Eventos
Colonial Archives, Erotics, and Latin/x American Performance

Thursday, September 21, 2023 | 6PM EST
This symposium on “Colonial Archives, Erotics, and Latin/x American Performance” brings together three artists—Carlos Motta, Yelaine Rodríguez, and Emilio Rojas—whose work has imaginatively engaged their own partly eroticized, partly obscured bodies to read new meaning into colonial devotions, records, narratives, and artifacts. These artists use queer performance art and erotic embodiment to critique colonizing representations and the breath radical potential into archived pasts and collected objects. Each will present work related explicitly to the erotics of colonial archives, leading to a roundtable conversation moderated by Josefina Saldaña Portillo and Zeb Tortorici on the intersections of colonial archives, sexuality, performance art, and decolonial praxis in the present. The event will be followed by a reception.
Bios
Carlos Motta
Carlos Motta’s (b. 1978, Colombia) multi-disciplinary art practice documents the social conditions and political struggles of sexual, gender, and ethnic minority communities in order to challenge normative discourses through acts of self-representation.

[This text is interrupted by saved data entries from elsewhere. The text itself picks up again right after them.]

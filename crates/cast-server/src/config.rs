//! TOML-based configuration for the CornerCast server.
//!
//! Every field has a serde default so a partial file (or no file at all)
//! still yields a working configuration; a missing file is not an error.
//!
//! Example:
//!
//! ```toml
//! [server]
//! log_level = "info"
//!
//! [listener]
//! bind_address = "0.0.0.0"
//! port = 6000
//!
//! [pipeline]
//! ingest_queue = 1024
//! dispatch_queue = 256
//! log_capacity = 500
//! warning_threshold = 5
//!
//! [dispatch]
//! program_connection = "program"
//! fail_fast = false
//! overlay_templates = ["point-banner", "warning-card"]
//!
//! [triggers]
//! store_path = "triggers.toml"
//!
//! [[obs.connections]]
//! name = "program"
//! host = "127.0.0.1"
//! version = "v5"
//! password = "secret"
//! ```

use std::path::{Path, PathBuf};

use cast_obs::ObsConnectionConfig;
use serde::{Deserialize, Serialize};
use thiserror::Error;

/// Error type for configuration file operations.
#[derive(Debug, Error)]
pub enum ConfigError {
    /// A file system I/O error occurred.
    #[error("I/O error accessing config at {path}: {source}")]
    Io {
        path: PathBuf,
        #[source]
        source: std::io::Error,
    },

    /// The TOML content could not be parsed.
    #[error("failed to parse config TOML: {0}")]
    Parse(#[from] toml::de::Error),

    /// The config could not be serialized to TOML.
    #[error("failed to serialize config: {0}")]
    Serialize(#[from] toml::ser::Error),
}

// ── Config schema types ───────────────────────────────────────────────────────

/// Top-level server configuration.
#[derive(Debug, Clone, Serialize, Deserialize, PartialEq, Default)]
pub struct AppConfig {
    #[serde(default)]
    pub server: ServerConfig,
    #[serde(default)]
    pub listener: ListenerConfig,
    #[serde(default)]
    pub pipeline: PipelineConfig,
    #[serde(default)]
    pub dispatch: DispatchConfig,
    #[serde(default)]
    pub triggers: TriggerStoreConfig,
    #[serde(default)]
    pub obs: ObsConfig,
}

/// General server behaviour settings.
#[derive(Debug, Clone, Serialize, Deserialize, PartialEq)]
pub struct ServerConfig {
    /// `tracing` log level: `"error"`, `"warn"`, `"info"`, `"debug"`, `"trace"`.
    #[serde(default = "default_log_level")]
    pub log_level: String,
}

/// UDP listener settings for the scoring-device feed.
#[derive(Debug, Clone, Serialize, Deserialize, PartialEq)]
pub struct ListenerConfig {
    /// IP address to bind.  `"0.0.0.0"` binds all interfaces.
    #[serde(default = "default_bind_address")]
    pub bind_address: String,
    /// UDP port the scoring device sends datagrams to.
    #[serde(default = "default_listen_port")]
    pub port: u16,
}

/// Queue depths and aggregation settings.
#[derive(Debug, Clone, Serialize, Deserialize, PartialEq)]
pub struct PipelineConfig {
    /// Raw frames buffered between the listener thread and the decode task.
    #[serde(default = "default_ingest_queue")]
    pub ingest_queue: usize,
    /// Decoded events buffered ahead of the dispatcher (drop-oldest).
    #[serde(default = "default_dispatch_queue")]
    pub dispatch_queue: usize,
    /// Bounded event-log capacity.
    #[serde(default = "default_log_capacity")]
    pub log_capacity: usize,
    /// Warnings before an athlete is flagged disqualification-eligible.
    #[serde(default = "default_warning_threshold")]
    pub warning_threshold: u32,
    /// Per-code point values; codes absent here score 1.
    #[serde(default)]
    pub point_values: std::collections::HashMap<String, u32>,
}

/// Dispatcher behaviour.
#[derive(Debug, Clone, Serialize, Deserialize, PartialEq)]
pub struct DispatchConfig {
    /// Connection that receives scene switches and overlay broadcasts.
    #[serde(default = "default_program_connection")]
    pub program_connection: String,
    /// When set, a failed scene switch skips the paired overlay on `both` rules.
    #[serde(default)]
    pub fail_fast: bool,
    /// Overlay templates offered to the presentation layer.
    #[serde(default)]
    pub overlay_templates: Vec<String>,
}

/// Where the trigger table persists its rows.
#[derive(Debug, Clone, Serialize, Deserialize, PartialEq)]
pub struct TriggerStoreConfig {
    #[serde(default = "default_trigger_store_path")]
    pub store_path: PathBuf,
}

/// Named production-system connections.
#[derive(Debug, Clone, Serialize, Deserialize, PartialEq, Default)]
pub struct ObsConfig {
    #[serde(default)]
    pub connections: Vec<ObsConnectionConfig>,
}

// ── Default helpers ───────────────────────────────────────────────────────────

fn default_log_level() -> String {
    "info".to_string()
}
fn default_bind_address() -> String {
    "0.0.0.0".to_string()
}
fn default_listen_port() -> u16 {
    6000
}
fn default_ingest_queue() -> usize {
    1024
}
fn default_dispatch_queue() -> usize {
    256
}
fn default_log_capacity() -> usize {
    500
}
fn default_warning_threshold() -> u32 {
    5
}
fn default_program_connection() -> String {
    "program".to_string()
}
fn default_trigger_store_path() -> PathBuf {
    PathBuf::from("triggers.toml")
}

impl Default for ServerConfig {
    fn default() -> Self {
        Self {
            log_level: default_log_level(),
        }
    }
}

impl Default for ListenerConfig {
    fn default() -> Self {
        Self {
            bind_address: default_bind_address(),
            port: default_listen_port(),
        }
    }
}

impl Default for PipelineConfig {
    fn default() -> Self {
        Self {
            ingest_queue: default_ingest_queue(),
            dispatch_queue: default_dispatch_queue(),
            log_capacity: default_log_capacity(),
            warning_threshold: default_warning_threshold(),
            point_values: std::collections::HashMap::new(),
        }
    }
}

impl Default for DispatchConfig {
    fn default() -> Self {
        Self {
            program_connection: default_program_connection(),
            fail_fast: false,
            overlay_templates: Vec::new(),
        }
    }
}

impl Default for TriggerStoreConfig {
    fn default() -> Self {
        Self {
            store_path: default_trigger_store_path(),
        }
    }
}

// ── Load / save ───────────────────────────────────────────────────────────────

/// Loads `AppConfig` from `path`, returning `AppConfig::default()` if the
/// file does not yet exist.
pub fn load_config(path: &Path) -> Result<AppConfig, ConfigError> {
    match std::fs::read_to_string(path) {
        Ok(content) => {
            let cfg: AppConfig = toml::from_str(&content)?;
            Ok(cfg)
        }
        Err(e) if e.kind() == std::io::ErrorKind::NotFound => Ok(AppConfig::default()),
        Err(e) => Err(ConfigError::Io {
            path: path.to_path_buf(),
            source: e,
        }),
    }
}

/// Persists `config` to `path`, creating parent directories as needed.
pub fn save_config(config: &AppConfig, path: &Path) -> Result<(), ConfigError> {
    if let Some(dir) = path.parent() {
        if !dir.as_os_str().is_empty() {
            std::fs::create_dir_all(dir).map_err(|source| ConfigError::Io {
                path: dir.to_path_buf(),
                source,
            })?;
        }
    }
    let content = toml::to_string_pretty(config)?;
    std::fs::write(path, content).map_err(|source| ConfigError::Io {
        path: path.to_path_buf(),
        source,
    })
}

// ── Tests ─────────────────────────────────────────────────────────────────────
impl MatchAggregator {
    pub fn new(config: AggregatorConfig) -> Self {
        Self {
            state: MatchState::default(),
            config,
        }
    }

    /// Loads a match: names the corners and arms scoring from round 1.
    pub fn load(&mut self, blue_name: &str, red_name: &str) {
        self.state = MatchState {
            blue: AthleteCard {
                name: blue_name.to_string(),
                ..AthleteCard::default()
            },
            red: AthleteCard {
                name: red_name.to_string(),
                ..AthleteCard::default()
            },
            per_round_scores: vec![RoundScore::default()],
            current_round: 1,
            current_clock: "0:00".to_string(),
            loaded: true,
            ..MatchState::default()
        };
    }

    /// Restores the unloaded initial state.
    pub fn reset(&mut self) {
        self.state = MatchState::default();
    }

    /// Clears review mode.  Driven by an explicit operator control, never by
    /// a decoded event.
    pub fn resume(&mut self) {
        self.state.review_mode = false;
    }

    /// Returns an owned copy of the current state.
    pub fn snapshot(&self) -> MatchState {
        self.state.clone()
    }

    /// Applies one decoded event to the match state.
    ///
    /// # Errors
    ///
    /// Returns [`StateApplyError`] when the event is inapplicable; the state
    /// is left untouched in that case.
    pub fn apply(&mut self, event: &DecodedEvent) -> Result<(), StateApplyError> {
        match event.kind {
            EventKind::Point => {
                self.require_loaded(event.kind)?;
                let value = self.point_value(&event.code);
                let round_idx = self.current_round_index();
                let scores = &mut self.state.per_round_scores[round_idx];
                match event.athlete {
                    Athlete::Blue => {
                        scores.blue += value;
                        self.state.current_scores.blue += value;
                    }
                    Athlete::Red => {
                        scores.red += value;
                        self.state.current_scores.red += value;
                    }
                    Athlete::Referee => {
                        debug!("point event without a corner; ignored");
                    }
                }
            }
            EventKind::Warning => {
                self.require_loaded(event.kind)?;
                let threshold = self.config.warning_threshold;
                let card = match event.athlete {
                    Athlete::Blue => &mut self.state.blue,
                    Athlete::Red => &mut self.state.red,
                    Athlete::Referee => return Ok(()),
                };
                card.warnings += 1;
                if card.warnings >= threshold {
                    card.disqualification_eligible = true;
                }
            }
            EventKind::Round => {
                self.require_loaded(event.kind)?;
                if event.round > MAX_ROUND {
                    return Err(StateApplyError::RoundOutOfRange {
                        requested: event.round,
                        max: MAX_ROUND,
                    });
                }
                if event.round < self.state.current_round {
                    return Err(StateApplyError::RoundRegression {
                        current: self.state.current_round,
                        requested: event.round,
                    });
                }
                if event.round > self.state.current_round {
                    self.close_round();
                }
                self.state.current_round = event.round;
                while self.state.per_round_scores.len() < event.round as usize {
                    self.state.per_round_scores.push(RoundScore::default());
                }
                // New round, fresh clock display.
                self.state.current_clock = "0:00".to_string();
            }
            EventKind::Clock => {
                self.state.current_clock = event.clock_time.clone();
            }
            EventKind::Challenge => {
                self.state.review_mode = true;
            }
            EventKind::HitLevel => {
                self.require_loaded(event.kind)?;
                match event.athlete {
                    Athlete::Blue => self.state.blue.last_hit_level = event.hit_level,
                    Athlete::Red => self.state.red.last_hit_level = event.hit_level,
                    Athlete::Referee => {}
                }
            }
        }

        self.state.last_updated = Some(event.arrival);
        Ok(())
    }

    // ── Internals ─────────────────────────────────────────────────────────────

    fn require_loaded(&self, kind: EventKind) -> Result<(), StateApplyError> {
        if self.state.loaded {
            Ok(())
        } else {
            Err(StateApplyError::NotLoaded { kind })
        }
    }

    fn point_value(&self, code: &str) -> u32 {
        self.config.point_values.get(code).copied().unwrap_or(1)
    }

    fn current_round_index(&self) -> usize {
        (self.state.current_round.max(1) - 1) as usize
    }

    /// Awards the round being left to whichever corner scored more in it.
    fn close_round(&mut self) {
        let idx = self.current_round_index();
        let Some(scores) = self.state.per_round_scores.get(idx) else {
            return;
        };
        if scores.blue > scores.red {
            self.state.winner_rounds.blue += 1;
        } else if scores.red > scores.blue {
            self.state.winner_rounds.red += 1;
        }
    }
}
//! One managed OBS connection: socket lifecycle, handshake, command queue.
//!
//! Each connection runs as a single tokio task (`run_connection`) that owns
//! the WebSocket end to end.  The task cycles through the lifecycle driven by
//! [`ConnectionStateMachine`]: connect, handshake, serve commands, and on any
//! socket failure tear down and retry after the capped backoff.
//!
//! Commands arrive on a bounded mpsc queue and are executed strictly in
//! order, one in flight at a time.  A command that times out or is rejected
//! by the server is reported as a dispatch failure but does NOT tear down the
//! session; only socket-level errors trigger a reconnect.
//!
//! Health (status plus the latest polled recording/streaming/cpu figures) is
//! published on a `watch` channel so readers never block the session.

use std::time::{Duration, Instant};

use futures_util::{SinkExt, StreamExt};
use thiserror::Error;
use tokio::net::TcpStream;
use tokio::sync::{mpsc, oneshot, watch};
use tokio_tungstenite::tungstenite::Message;
use tokio_tungstenite::{connect_async, MaybeTlsStream, WebSocketStream};
use tracing::{debug, info, warn};
use uuid::Uuid;

use crate::protocol::{
    HandshakeStep, ObsRequest, ProtocolCodec, ProtocolVersion, ResponsePayload,
};
use crate::state_machine::{ConnectionStateMachine, ConnectionStatus};

type WsStream = WebSocketStream<MaybeTlsStream<TcpStream>>;

/// How long the full handshake may take before the attempt is abandoned.
const HANDSHAKE_TIMEOUT: Duration = Duration::from_secs(10);

/// Errors surfaced by the connection layer.
#[derive(Debug, Clone, Error)]
pub enum ConnectionError {
    #[error("failed to connect: {0}")]
    Connect(String),

    #[error("authentication failed: {0}")]
    AuthFailed(String),

    #[error("handshake timed out")]
    HandshakeTimeout,

    #[error("command timed out")]
    CommandTimeout,

    #[error("request rejected: {0}")]
    RequestRejected(String),

    #[error("socket closed: {0}")]
    SocketClosed(String),

    #[error("connection is not established")]
    NotConnected,

    #[error("no connection named '{0}'")]
    UnknownConnection(String),

    #[error("command queue for '{0}' is full")]
    QueueFull(String),
}

/// A request queued for a connection, with an optional reply slot.
///
/// Fire-and-forget callers (the dispatcher) leave `respond_to` empty; the
/// command surface attaches a oneshot to read the result.
#[derive(Debug)]
pub struct QueuedCommand {
    pub request: ObsRequest,
    pub respond_to: Option<oneshot::Sender<Result<ResponsePayload, ConnectionError>>>,
}

/// Latest known health of one connection, published over `watch`.
#[derive(Debug, Clone, Default)]
pub struct ConnectionHealth {
    pub status: ConnectionStatus,
    pub last_error: Option<String>,
    pub recording: Option<bool>,
    pub streaming: Option<bool>,
    pub cpu_usage: Option<f64>,
}

/// Everything `run_connection` needs, resolved from the connection config.
pub(crate) struct ConnectionParams {
    pub name: String,
    pub url: String,
    pub password: String,
    pub version: ProtocolVersion,
    pub poll_interval: Duration,
    pub command_timeout: Duration,
}

// ── Session task ──────────────────────────────────────────────────────────────

/// Drives one connection for its whole life.
///
/// Returns only when `shutdown_rx` fires (or every command sender is gone).
/// All failures are absorbed into the reconnect loop.
pub(crate) async fn run_connection(
    params: ConnectionParams,
    mut cmd_rx: mpsc::Receiver<QueuedCommand>,
    health_tx: watch::Sender<ConnectionHealth>,
    mut shutdown_rx: watch::Receiver<bool>,
) {
    let mut machine = ConnectionStateMachine::default();

    loop {
        machine.on_connect_started();
        publish(&health_tx, &machine);

        // Fresh codec per attempt: handshake phase state must not leak
        // across reconnects.
        let mut codec = params.version.codec();

        let establish_result =
            establish(&params, codec.as_mut(), &mut machine, &health_tx).await;
        let backoff = match establish_result {
            Ok(mut ws) => {
                machine.on_authenticated();
                publish(&health_tx, &machine);
                info!(connection = %params.name, url = %params.url, "connected and authenticated");

                let end = serve(
                    &mut ws,
                    &params,
                    codec.as_ref(),
                    &mut cmd_rx,
                    &health_tx,
                    &mut shutdown_rx,
                )
                .await;
                // Best-effort close; the peer may already be gone.
                let _ = ws.close(None).await;

                match end {
                    SessionEnd::Shutdown => {
                        publish_status(&health_tx, ConnectionStatus::Disconnected, None);
                        return;
                    }
                    SessionEnd::SocketError(e) => {
                        warn!(connection = %params.name, error = %e, "session ended");
                        machine.on_failure(Instant::now(), e.to_string())
                    }
                }
            }
            Err(e) => {
                warn!(connection = %params.name, error = %e, "connection attempt failed");
                machine.on_failure(Instant::now(), e.to_string())
            }
        };

        publish(&health_tx, &machine);
        debug!(
            connection = %params.name,
            delay_ms = backoff.as_millis() as u64,
            "reconnecting after backoff"
        );
        tokio::select! {
            _ = tokio::time::sleep(backoff) => {}
            _ = shutdown_rx.changed() => {
                if *shutdown_rx.borrow() {
                    publish_status(&health_tx, ConnectionStatus::Disconnected, None);
                    return;
                }
            }
        }
    }
}

enum SessionEnd {
    Shutdown,
    SocketError(ConnectionError),
}

/// Opens the socket and completes the protocol handshake.
async fn establish(
    params: &ConnectionParams,
    codec: &mut dyn ProtocolCodec,
    machine: &mut ConnectionStateMachine,
    health_tx: &watch::Sender<ConnectionHealth>,
) -> Result<WsStream, ConnectionError> {
    let (mut ws, _) = connect_async(&params.url)
        .await
        .map_err(|e| ConnectionError::Connect(e.to_string()))?;

    machine.on_socket_open();
    publish(health_tx, machine);

    let handshake = async {
        if let Some(first) = codec.on_open_request() {
            ws.send(Message::Text(first))
                .await
                .map_err(|e| ConnectionError::SocketClosed(e.to_string()))?;
        }
        loop {
            let frame = match ws.next().await {
                Some(Ok(Message::Text(text))) => text,
                Some(Ok(Message::Close(frame))) => {
                    // v5 rejects bad credentials by closing the socket.
                    let reason = frame
                        .map(|f| f.reason.to_string())
                        .unwrap_or_else(|| "closed during handshake".to_string());
                    return Err(ConnectionError::AuthFailed(reason));
                }
                Some(Ok(_)) => continue,
                Some(Err(e)) => return Err(ConnectionError::SocketClosed(e.to_string())),
                None => {
                    return Err(ConnectionError::SocketClosed(
                        "closed during handshake".to_string(),
                    ))
                }
            };
            match codec.handle_handshake(&frame, &params.password) {
                HandshakeStep::Reply(reply) => {
                    ws.send(Message::Text(reply))
                        .await
                        .map_err(|e| ConnectionError::SocketClosed(e.to_string()))?;
                }
                HandshakeStep::Pending => {}
                HandshakeStep::Authenticated => return Ok(()),
                HandshakeStep::Failed(reason) => {
                    return Err(ConnectionError::AuthFailed(reason))
                }
            }
        }
    };

    match tokio::time::timeout(HANDSHAKE_TIMEOUT, handshake).await {
        Ok(Ok(())) => Ok(ws),
        Ok(Err(e)) => Err(e),
        Err(_) => Err(ConnectionError::HandshakeTimeout),
    }
}

/// Serves commands and status polls until shutdown or a socket error.
async fn serve(
    ws: &mut WsStream,
    params: &ConnectionParams,
    codec: &dyn ProtocolCodec,
    cmd_rx: &mut mpsc::Receiver<QueuedCommand>,
    health_tx: &watch::Sender<ConnectionHealth>,
    shutdown_rx: &mut watch::Receiver<bool>,
) -> SessionEnd {
    let mut poll = tokio::time::interval(params.poll_interval);
    poll.set_missed_tick_behavior(tokio::time::MissedTickBehavior::Skip);

    loop {
        tokio::select! {
            _ = shutdown_rx.changed() => {
                if *shutdown_rx.borrow() {
                    return SessionEnd::Shutdown;
                }
            }

            cmd = cmd_rx.recv() => {
                let Some(cmd) = cmd else {
                    // All senders dropped; the client is gone.
                    return SessionEnd::Shutdown;
                };
                let result = execute_request(ws, codec, &cmd.request, params.command_timeout).await;
                if let Err(e) = &result {
                    warn!(connection = %params.name, request = ?cmd.request, error = %e, "command failed");
                }
                let fatal = matches!(&result, Err(ConnectionError::SocketClosed(_)));
                let socket_error = result.as_ref().err().cloned();
                if let Some(respond_to) = cmd.respond_to {
                    let _ = respond_to.send(result);
                }
                if fatal {
                    if let Some(e) = socket_error {
                        return SessionEnd::SocketError(e);
                    }
                }
            }

            _ = poll.tick() => {
                if let Err(e) = poll_status(ws, params, codec, health_tx).await {
                    if matches!(e, ConnectionError::SocketClosed(_)) {
                        return SessionEnd::SocketError(e);
                    }
                    // A slow poll is not fatal; skip this cycle.
                    debug!(connection = %params.name, error = %e, "status poll skipped");
                }
            }
        }
    }
}

/// Runs the periodic status poll and merges the answers into the health watch.
///
/// On v4 both status requests answer from the same `GetStreamingStatus`
/// frame, so each answer may fill more than one field; `or` keeps the first
/// value seen.
async fn poll_status(
    ws: &mut WsStream,
    params: &ConnectionParams,
    codec: &dyn ProtocolCodec,
    health_tx: &watch::Sender<ConnectionHealth>,
) -> Result<(), ConnectionError> {
    let mut recording = None;
    let mut streaming = None;
    let mut cpu_usage = None;

    for request in [
        ObsRequest::GetRecordingStatus,
        ObsRequest::GetStreamingStatus,
        ObsRequest::GetStats,
    ] {
        match execute_request(ws, codec, &request, params.command_timeout).await {
            Ok(ResponsePayload::Status {
                recording: r,
                streaming: s,
                cpu_usage: c,
            }) => {
                recording = recording.or(r);
                streaming = streaming.or(s);
                cpu_usage = cpu_usage.or(c);
            }
            Ok(_) => {}
            Err(e @ ConnectionError::SocketClosed(_)) => return Err(e),
            Err(_) => {} // one poll request failed; keep the rest
        }
    }

    health_tx.send_modify(|h| {
        h.status = ConnectionStatus::Connected;
        h.recording = recording;
        h.streaming = streaming;
        h.cpu_usage = cpu_usage;
    });
    Ok(())
}

/// Sends one request and waits for its correlated response.
///
/// Frames that are not the awaited response (server events, stale answers to
/// timed-out requests) are skipped.  One request is in flight at a time, so
/// skipping is safe: nothing else is waiting on those frames.
async fn execute_request(
    ws: &mut WsStream,
    codec: &dyn ProtocolCodec,
    request: &ObsRequest,
    timeout: Duration,
) -> Result<ResponsePayload, ConnectionError> {
    let id = Uuid::new_v4().to_string();
    let frame = codec.encode_request(&id, request);
    ws.send(Message::Text(frame))
        .await
        .map_err(|e| ConnectionError::SocketClosed(e.to_string()))?;

    let await_response = async {
        loop {
            match ws.next().await {
                Some(Ok(Message::Text(text))) => {
                    if let Some(resp) = codec.parse_response(&text, request) {
                        if resp.id == id {
                            return resp.result.map_err(ConnectionError::RequestRejected);
                        }
                        debug!(stale_id = %resp.id, "discarding stale response");
                    }
                }
                Some(Ok(Message::Close(_))) | None => {
                    return Err(ConnectionError::SocketClosed(
                        "closed mid-request".to_string(),
                    ))
                }
                Some(Ok(_)) => {}
                Some(Err(e)) => return Err(ConnectionError::SocketClosed(e.to_string())),
            }
        }
    };

    match tokio::time::timeout(timeout, await_response).await {
        Ok(result) => result,
        Err(_) => Err(ConnectionError::CommandTimeout),
    }
}

fn publish(health_tx: &watch::Sender<ConnectionHealth>, machine: &ConnectionStateMachine) {
    publish_status(
        health_tx,
        machine.status(),
        machine.last_error().map(str::to_string),
    );
}

fn publish_status(
    health_tx: &watch::Sender<ConnectionHealth>,
    status: ConnectionStatus,
    last_error: Option<String>,
) {
    health_tx.send_modify(|h| {
        h.status = status;
        h.last_error = last_error;
        if status != ConnectionStatus::Connected {
            h.recording = None;
            h.streaming = None;
            h.cpu_usage = None;
        }
    });
}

As a historian of untold narratives, Motta is committed to in-depth research on the struggles of post-colonial subjects and societies. His work manifests in a variety of mediums including video, installation, sculpture, drawing, web-based projects, performance, and symposia.Motta’s work was the subject of the survey exhibitions Carlos Motta: Stigmata, Museo de Arte Moderno de Bogotá (MAMBO) (2023); Carlos Motta: Your Monsters, Our Idols at the Wexner Center for the Arts, Columbus, OH, USA (2022); Carlos Motta: Formas de libertad at the Museo de Arte Moderno de Medellín (MAMM), Colombia (2017) that traveled to Matucana 100, Santiago, Chile (2018); and Carlos Motta: For Democracy There Must Be Love, Röda Sten Konsthall, Gothenburg, Sweden (2015). In 2024, he will have a mid-career survey exhibition at Museu d’Art Contemporani de Barcelona (MACBA).
Yelaine Rodriguez
Yelaine Rodriguez (b.1990) is an AfroDominicanYork artistic scholar, educator, independent curator, cultural organizer, and writer who merges her creative language and academic research within her practice. As a visual artist, Rodriguez conceptualizes wearable art, sculptures, and site-specific installations drawing connections between her research on Black cultures in the Caribbean and the United States. She received her BFA in Fashion Design from Parsons School of Design | The New School (2013) and her MA in Latin American and Caribbean Studies / Museum Studies from New York University (2021). She is currently an Adjunct Instructor at The New School and NYU. Rodriguez's curatorial projects include Radical Elegance at Longwood Art Gallery At Hostos (2021), Afro Syncretic at NYU (2019-2020), Resistance, Roots, & Truth at the Caribbean Cultural Center African Diaspora Institute (2018), and (under)REPRESENT(ed) at Parsons School of Design | The New School (2017). From (2015 - to 2018), Rodriguez founded La Lucha: Dominican Republic and Haiti, One Island, an art collective exploring Dominican-Haitian relations through exhibitions, artist panels, and interactive conferences. She has exhibited in various venues internationally, such as ESTAMOS BIEN: LA TRIENAL 20/21, El Museo del Barrio's (NY) first national large-scale survey of Latinx contemporary art, UNTITLED Art Fair, Photoville, Mexic-Arte Museum, American Museum of Natural History, and Wave Hill in the United States, El Centro Cultural de España and Centro León Biennial XXVII in the Dominican Republic, SurGallery & Critical Distance Centre for Curators in Canada, Wereldmuseum in The Netherlands, and La Escocesa in Barcelona, Spain. Rodriguez's works feature in CNN, Artsy, EnFoco, Hyperallergic, Vogue, Aperture, and Elle Magazine. Her writing has appeared in ARTnews and academic journals like Latin American & Latinx Visual Culture.
Emilio Rojas
Emilio Rojas (b. 1985, Mexico City) is a multidisciplinary artist working primarily with the body in performance using video, photography, installation, public interventions, and sculpture. As a queer, Latinx immigrant with Indigenous heritage, it is essential to his practice to engage in the postcolonial ethical imperative to uncover, investigate, and make visible and audible undervalued or disparaged sites of knowledge, narratives, and individuals. He utilizes his body in a political and critical way, as an instrument to unearth removed traumas, embodied forms of decolonization, migration, and poetics of space. His research-based practice is heavily influenced by queer and feminist archives, border politics, botanical colonialism, and defaced monuments. Besides his artistic practice, he is also a translator, community activist, yoga teacher, and anti-oppression facilitator with queer, migrant, and refugee youth. He holds an M.F.A. in Performance from The School of the Art Institute of Chicago and a B.F.A. in Film from Emily Carr University in Vancouver, Canada.